Dataset items:
▶

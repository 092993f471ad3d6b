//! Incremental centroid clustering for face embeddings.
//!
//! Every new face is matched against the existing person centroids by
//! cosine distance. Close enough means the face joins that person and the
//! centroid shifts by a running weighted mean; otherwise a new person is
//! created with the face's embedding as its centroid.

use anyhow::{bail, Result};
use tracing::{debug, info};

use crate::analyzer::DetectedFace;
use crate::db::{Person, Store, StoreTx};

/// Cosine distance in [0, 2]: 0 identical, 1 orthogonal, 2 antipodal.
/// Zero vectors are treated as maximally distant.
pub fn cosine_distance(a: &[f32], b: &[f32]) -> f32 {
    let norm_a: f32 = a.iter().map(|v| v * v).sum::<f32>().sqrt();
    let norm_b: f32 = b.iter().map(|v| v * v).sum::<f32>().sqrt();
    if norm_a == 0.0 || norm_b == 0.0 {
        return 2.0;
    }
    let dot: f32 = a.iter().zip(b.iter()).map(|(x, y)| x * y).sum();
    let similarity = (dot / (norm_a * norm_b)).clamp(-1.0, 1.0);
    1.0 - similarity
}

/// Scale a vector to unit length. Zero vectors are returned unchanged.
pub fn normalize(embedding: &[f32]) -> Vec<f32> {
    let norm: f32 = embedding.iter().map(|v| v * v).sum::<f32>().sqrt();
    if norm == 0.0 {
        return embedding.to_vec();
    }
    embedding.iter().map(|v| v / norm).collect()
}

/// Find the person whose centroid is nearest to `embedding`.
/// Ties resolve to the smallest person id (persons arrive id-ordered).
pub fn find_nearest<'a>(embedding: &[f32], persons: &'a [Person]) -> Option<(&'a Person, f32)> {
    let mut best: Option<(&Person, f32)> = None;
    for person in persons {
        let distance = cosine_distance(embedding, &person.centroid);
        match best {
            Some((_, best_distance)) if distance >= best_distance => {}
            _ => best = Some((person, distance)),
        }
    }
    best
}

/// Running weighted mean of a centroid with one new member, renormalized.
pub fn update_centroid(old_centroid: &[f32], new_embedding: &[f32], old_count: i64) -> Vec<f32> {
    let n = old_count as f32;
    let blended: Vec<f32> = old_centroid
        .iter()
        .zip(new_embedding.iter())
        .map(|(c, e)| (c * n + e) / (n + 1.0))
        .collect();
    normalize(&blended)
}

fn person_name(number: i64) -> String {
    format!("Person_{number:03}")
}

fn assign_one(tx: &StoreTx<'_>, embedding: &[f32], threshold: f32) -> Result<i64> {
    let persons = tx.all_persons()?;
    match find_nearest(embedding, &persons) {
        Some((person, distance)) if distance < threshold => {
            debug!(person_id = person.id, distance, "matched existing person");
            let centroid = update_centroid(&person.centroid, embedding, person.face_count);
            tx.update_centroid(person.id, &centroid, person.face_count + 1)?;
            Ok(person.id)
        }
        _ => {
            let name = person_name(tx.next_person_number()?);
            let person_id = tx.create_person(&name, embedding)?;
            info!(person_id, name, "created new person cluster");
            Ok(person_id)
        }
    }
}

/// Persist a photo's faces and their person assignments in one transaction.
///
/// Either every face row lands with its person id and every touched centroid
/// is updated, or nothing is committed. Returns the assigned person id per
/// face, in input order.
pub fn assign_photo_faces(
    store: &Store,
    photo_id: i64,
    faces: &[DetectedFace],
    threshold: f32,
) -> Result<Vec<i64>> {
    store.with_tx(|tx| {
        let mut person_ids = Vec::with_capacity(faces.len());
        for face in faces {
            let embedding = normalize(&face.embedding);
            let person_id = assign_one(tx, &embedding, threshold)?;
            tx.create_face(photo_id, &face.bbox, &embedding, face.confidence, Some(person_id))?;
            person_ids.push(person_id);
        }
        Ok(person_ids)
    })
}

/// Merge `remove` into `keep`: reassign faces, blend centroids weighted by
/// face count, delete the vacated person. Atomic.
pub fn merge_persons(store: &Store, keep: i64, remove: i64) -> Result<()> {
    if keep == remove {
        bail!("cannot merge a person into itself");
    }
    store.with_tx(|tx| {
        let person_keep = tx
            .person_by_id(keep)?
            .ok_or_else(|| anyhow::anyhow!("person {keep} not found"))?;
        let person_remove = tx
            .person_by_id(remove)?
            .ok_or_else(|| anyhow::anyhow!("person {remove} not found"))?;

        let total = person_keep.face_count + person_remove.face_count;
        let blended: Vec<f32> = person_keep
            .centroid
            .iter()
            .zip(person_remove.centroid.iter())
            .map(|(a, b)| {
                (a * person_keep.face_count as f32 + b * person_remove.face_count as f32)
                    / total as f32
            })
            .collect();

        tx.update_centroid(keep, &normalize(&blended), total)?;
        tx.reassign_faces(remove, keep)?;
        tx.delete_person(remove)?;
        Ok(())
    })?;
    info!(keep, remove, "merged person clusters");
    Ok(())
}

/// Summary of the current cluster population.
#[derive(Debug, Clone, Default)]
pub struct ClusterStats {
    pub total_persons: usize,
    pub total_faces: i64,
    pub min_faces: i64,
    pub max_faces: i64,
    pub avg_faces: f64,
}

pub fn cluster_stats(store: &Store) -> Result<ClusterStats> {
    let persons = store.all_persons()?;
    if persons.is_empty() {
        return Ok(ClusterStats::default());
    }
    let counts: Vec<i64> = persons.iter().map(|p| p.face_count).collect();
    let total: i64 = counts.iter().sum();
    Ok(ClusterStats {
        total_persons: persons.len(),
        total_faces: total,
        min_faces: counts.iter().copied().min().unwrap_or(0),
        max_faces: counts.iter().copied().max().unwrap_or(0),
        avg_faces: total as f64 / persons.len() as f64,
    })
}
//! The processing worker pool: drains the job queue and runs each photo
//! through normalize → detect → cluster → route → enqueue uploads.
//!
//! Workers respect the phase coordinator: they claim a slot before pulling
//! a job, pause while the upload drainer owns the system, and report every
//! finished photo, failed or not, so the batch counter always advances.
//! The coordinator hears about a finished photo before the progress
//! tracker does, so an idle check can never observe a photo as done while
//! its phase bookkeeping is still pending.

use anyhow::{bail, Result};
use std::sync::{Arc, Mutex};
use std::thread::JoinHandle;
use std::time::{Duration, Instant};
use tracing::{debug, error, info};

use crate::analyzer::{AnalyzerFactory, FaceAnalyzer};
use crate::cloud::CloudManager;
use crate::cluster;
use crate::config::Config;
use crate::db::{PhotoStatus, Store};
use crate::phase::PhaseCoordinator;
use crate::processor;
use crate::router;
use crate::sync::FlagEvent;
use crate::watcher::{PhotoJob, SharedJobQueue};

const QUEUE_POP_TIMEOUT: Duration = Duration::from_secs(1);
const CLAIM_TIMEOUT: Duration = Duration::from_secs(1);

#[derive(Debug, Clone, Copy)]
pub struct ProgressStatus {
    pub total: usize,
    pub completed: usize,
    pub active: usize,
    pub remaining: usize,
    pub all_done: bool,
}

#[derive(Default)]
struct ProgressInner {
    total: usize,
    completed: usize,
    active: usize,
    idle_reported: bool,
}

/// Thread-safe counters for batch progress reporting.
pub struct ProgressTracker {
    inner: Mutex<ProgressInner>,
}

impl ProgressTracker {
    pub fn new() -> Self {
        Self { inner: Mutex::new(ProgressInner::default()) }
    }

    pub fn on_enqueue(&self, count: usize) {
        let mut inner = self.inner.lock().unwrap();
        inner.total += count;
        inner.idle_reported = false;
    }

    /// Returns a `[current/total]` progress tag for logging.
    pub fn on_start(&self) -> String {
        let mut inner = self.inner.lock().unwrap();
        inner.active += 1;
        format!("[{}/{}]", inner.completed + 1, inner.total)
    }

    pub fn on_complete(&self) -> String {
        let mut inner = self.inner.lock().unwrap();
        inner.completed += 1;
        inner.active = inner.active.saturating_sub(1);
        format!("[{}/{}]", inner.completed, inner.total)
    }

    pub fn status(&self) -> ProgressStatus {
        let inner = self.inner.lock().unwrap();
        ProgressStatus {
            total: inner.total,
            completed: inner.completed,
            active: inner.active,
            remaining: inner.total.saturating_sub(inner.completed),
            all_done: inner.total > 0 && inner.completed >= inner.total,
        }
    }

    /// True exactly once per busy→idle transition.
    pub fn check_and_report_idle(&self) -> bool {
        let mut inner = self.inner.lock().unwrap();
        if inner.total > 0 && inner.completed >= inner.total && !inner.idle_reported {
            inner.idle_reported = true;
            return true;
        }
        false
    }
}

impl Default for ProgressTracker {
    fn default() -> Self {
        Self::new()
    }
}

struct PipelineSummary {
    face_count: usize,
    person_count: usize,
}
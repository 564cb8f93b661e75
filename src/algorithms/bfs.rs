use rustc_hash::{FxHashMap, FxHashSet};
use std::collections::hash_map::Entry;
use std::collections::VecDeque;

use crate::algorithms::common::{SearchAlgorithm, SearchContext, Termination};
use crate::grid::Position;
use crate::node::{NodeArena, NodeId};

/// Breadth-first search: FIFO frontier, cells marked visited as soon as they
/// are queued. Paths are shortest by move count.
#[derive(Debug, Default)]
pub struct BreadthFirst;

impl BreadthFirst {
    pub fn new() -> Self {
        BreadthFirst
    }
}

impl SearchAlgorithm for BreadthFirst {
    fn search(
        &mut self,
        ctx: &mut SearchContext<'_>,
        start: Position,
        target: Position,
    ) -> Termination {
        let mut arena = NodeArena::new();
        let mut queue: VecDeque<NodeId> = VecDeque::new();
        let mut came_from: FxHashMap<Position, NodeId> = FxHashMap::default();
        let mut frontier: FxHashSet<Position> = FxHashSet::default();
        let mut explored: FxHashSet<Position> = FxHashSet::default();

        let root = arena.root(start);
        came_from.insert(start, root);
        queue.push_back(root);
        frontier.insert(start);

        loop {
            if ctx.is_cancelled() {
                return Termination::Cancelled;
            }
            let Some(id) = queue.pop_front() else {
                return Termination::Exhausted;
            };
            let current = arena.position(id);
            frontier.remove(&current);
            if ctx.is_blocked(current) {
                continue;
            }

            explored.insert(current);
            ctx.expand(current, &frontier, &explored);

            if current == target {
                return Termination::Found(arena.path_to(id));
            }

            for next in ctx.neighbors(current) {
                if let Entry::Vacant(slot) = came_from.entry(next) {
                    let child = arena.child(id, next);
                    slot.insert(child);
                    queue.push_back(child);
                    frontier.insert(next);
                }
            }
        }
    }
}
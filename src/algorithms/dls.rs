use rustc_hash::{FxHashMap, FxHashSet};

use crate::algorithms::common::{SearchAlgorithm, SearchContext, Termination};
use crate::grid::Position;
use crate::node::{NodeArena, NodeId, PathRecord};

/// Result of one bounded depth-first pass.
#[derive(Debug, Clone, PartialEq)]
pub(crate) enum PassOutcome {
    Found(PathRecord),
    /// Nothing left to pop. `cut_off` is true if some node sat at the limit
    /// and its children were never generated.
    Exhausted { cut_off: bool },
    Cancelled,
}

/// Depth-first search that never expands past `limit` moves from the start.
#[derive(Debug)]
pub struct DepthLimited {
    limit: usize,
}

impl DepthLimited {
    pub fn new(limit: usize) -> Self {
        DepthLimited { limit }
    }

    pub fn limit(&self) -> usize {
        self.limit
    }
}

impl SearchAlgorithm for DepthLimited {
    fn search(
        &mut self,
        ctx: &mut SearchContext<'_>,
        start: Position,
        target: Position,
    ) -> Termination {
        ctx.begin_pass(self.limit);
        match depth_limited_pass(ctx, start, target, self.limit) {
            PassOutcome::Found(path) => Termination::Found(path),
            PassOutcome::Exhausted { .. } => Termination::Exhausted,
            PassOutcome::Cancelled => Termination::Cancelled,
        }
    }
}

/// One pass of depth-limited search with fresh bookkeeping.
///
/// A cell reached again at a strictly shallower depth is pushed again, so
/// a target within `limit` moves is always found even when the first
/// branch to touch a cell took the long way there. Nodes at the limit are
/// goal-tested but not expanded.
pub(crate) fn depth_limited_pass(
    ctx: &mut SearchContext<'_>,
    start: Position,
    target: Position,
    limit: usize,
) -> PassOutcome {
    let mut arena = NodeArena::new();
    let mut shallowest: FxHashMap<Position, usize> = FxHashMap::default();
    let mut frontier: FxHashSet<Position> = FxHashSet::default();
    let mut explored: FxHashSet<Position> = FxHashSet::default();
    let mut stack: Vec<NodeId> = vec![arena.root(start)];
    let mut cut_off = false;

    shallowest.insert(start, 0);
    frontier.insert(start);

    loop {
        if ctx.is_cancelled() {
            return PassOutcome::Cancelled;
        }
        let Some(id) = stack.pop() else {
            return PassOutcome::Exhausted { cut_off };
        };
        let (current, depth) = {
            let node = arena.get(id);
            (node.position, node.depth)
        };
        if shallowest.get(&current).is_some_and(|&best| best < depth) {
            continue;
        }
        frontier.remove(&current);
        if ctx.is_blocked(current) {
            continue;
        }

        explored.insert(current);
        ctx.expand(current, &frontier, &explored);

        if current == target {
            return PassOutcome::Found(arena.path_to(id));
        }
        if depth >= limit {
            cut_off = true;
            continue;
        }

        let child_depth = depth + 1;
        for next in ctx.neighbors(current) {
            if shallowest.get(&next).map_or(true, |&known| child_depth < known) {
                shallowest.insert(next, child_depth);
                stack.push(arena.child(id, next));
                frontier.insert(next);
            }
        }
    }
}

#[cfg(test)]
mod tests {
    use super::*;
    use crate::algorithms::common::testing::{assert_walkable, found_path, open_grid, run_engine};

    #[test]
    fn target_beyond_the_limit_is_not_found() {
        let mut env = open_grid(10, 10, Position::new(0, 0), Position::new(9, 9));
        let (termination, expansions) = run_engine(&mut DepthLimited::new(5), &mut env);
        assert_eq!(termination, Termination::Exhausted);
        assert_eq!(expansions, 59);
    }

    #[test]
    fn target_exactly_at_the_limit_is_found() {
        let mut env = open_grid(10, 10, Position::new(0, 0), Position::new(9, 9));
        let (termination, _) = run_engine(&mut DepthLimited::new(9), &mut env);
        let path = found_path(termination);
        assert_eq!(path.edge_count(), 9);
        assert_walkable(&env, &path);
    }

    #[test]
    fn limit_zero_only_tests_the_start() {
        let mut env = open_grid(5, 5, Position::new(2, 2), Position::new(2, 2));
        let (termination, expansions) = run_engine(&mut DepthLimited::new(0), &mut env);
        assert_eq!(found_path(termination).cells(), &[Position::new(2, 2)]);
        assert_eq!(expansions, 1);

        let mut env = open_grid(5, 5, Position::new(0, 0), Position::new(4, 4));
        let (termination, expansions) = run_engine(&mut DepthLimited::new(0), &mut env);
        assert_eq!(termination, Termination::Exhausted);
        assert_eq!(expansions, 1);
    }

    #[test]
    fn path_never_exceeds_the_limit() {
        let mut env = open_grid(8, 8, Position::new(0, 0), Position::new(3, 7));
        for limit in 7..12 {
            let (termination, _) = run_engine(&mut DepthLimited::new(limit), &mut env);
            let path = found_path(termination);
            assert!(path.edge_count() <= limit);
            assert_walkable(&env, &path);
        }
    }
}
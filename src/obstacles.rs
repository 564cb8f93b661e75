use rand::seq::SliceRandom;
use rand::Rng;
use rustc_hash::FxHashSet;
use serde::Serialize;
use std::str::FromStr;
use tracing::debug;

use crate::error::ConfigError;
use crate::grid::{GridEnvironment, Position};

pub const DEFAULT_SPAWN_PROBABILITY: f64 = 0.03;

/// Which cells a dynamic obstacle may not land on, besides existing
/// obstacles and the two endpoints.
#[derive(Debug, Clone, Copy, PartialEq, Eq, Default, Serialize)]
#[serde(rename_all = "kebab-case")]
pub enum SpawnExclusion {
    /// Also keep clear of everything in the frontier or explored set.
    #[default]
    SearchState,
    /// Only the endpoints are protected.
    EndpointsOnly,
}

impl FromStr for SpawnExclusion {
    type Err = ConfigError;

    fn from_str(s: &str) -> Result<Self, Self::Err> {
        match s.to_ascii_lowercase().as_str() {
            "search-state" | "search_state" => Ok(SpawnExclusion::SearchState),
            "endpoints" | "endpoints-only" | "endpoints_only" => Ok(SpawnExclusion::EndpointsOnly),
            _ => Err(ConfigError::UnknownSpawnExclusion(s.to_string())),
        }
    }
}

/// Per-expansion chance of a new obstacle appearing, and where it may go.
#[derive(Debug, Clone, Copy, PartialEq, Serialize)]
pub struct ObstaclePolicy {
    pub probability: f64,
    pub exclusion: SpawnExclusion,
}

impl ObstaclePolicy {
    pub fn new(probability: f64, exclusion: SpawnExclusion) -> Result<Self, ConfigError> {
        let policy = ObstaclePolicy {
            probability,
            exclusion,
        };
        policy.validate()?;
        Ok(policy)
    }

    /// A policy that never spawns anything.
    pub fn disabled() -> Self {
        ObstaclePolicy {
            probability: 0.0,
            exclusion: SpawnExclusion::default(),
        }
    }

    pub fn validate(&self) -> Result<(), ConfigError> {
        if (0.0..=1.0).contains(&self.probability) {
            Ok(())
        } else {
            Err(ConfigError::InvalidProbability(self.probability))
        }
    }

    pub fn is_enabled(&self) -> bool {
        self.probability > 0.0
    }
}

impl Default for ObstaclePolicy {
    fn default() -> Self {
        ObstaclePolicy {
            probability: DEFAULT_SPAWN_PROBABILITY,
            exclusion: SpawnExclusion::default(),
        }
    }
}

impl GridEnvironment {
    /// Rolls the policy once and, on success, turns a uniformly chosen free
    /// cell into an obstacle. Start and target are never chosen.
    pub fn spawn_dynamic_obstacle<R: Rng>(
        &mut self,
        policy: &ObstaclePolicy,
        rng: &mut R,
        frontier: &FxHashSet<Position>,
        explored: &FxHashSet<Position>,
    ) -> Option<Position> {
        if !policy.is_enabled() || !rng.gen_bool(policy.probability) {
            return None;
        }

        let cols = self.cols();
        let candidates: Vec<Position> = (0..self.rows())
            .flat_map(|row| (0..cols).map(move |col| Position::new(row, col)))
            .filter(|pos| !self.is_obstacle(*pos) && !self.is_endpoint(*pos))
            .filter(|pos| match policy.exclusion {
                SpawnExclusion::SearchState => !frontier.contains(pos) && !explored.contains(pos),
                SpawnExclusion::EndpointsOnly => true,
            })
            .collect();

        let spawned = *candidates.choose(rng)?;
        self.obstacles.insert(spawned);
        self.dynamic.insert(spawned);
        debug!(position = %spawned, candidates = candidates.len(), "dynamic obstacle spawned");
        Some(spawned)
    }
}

◀

> _TASK DETAILS_
Set down the lines above as they stand, starting with the first line and ending with the line that contains "new person is".

> _RESPONSE BELOW_
repository 092993f471ad3d6b
//! Incremental centroid clustering for face embeddings.
//!
//! Every new face is matched against the existing person centroids by
//! cosine distance. Close enough means the face joins that person and the
//! centroid shifts by a running weighted mean; otherwise a new person is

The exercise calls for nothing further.